About this exercise >>
In the records below, locate the line containing "short readable form.", then output that line and all later lines exactly, through the last one.

Entries supplied >>
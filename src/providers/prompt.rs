/// The instruction sent alongside every recipe photo.
///
/// It asks the model for a single JSON object with a `sections` array so
/// multi-part recipes (cake and frosting, soup and croutons) keep their
/// structure. Loaded from `prompt.txt` at compile time.
pub const RECIPE_SCAN_PROMPT: &str = include_str!("prompt.txt");
use once_cell::sync::Lazy;
use regex::Regex;

static HOURS_RE: Lazy<Regex> = Lazy::new(|| Regex::new(r"(\d+)H").unwrap());
static MINUTES_RE: Lazy<Regex> = Lazy::new(|| Regex::new(r"(\d+)M").unwrap());

/// Convert an ISO 8601 style duration into a short readable form.
///
/// `PT1H30M` becomes `1 hr 30 min`, `PT45M` becomes `45 min`. Hours and
/// minutes are read independently, so values are not rebalanced
/// (`PT90M` stays `90 min`). Returns `None` when neither component is present.
pub fn normalize(duration: &str) -> Option<String> {
    let hours = HOURS_RE.captures(duration).map(|c| c[1].to_string());
    let minutes = MINUTES_RE.captures(duration).map(|c| c[1].to_string());

    let parts: Vec<String> = [
        hours.map(|h| format!("{h} hr")),
        minutes.map(|m| format!("{m} min")),
    ]
    .into_iter()
    .flatten()
    .collect();

    if parts.is_empty() {
        None
    } else {
        Some(parts.join(" "))
    }
}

Task response >>
/// Convert an ISO 8601 style duration into a short readable form.
///
/// `PT1H30M` becomes `1 hr 30 min`, `PT45M` becomes `45 min`. Hours and
/// minutes are read independently, so values are not rebalanced
/// (`PT90M` stays `90 min`). Returns `None` when neither component is present.
pub fn normalize(duration: &str) -> Option<String> {
    let hours = HOURS_RE.captures(duration).map(|c| c[1].to_string());
    let minutes = MINUTES_RE.captures(duration).map(|c| c[1].to_string());

    let parts: Vec<String> = [
        hours.map(|h| format!("{h} hr")),
        minutes.map(|m| format!("{m} min")),
    ]
    .into_iter()
    .flatten()
    .collect();

    if parts.is_empty() {
        None
    } else {
        Some(parts.join(" "))
    }
}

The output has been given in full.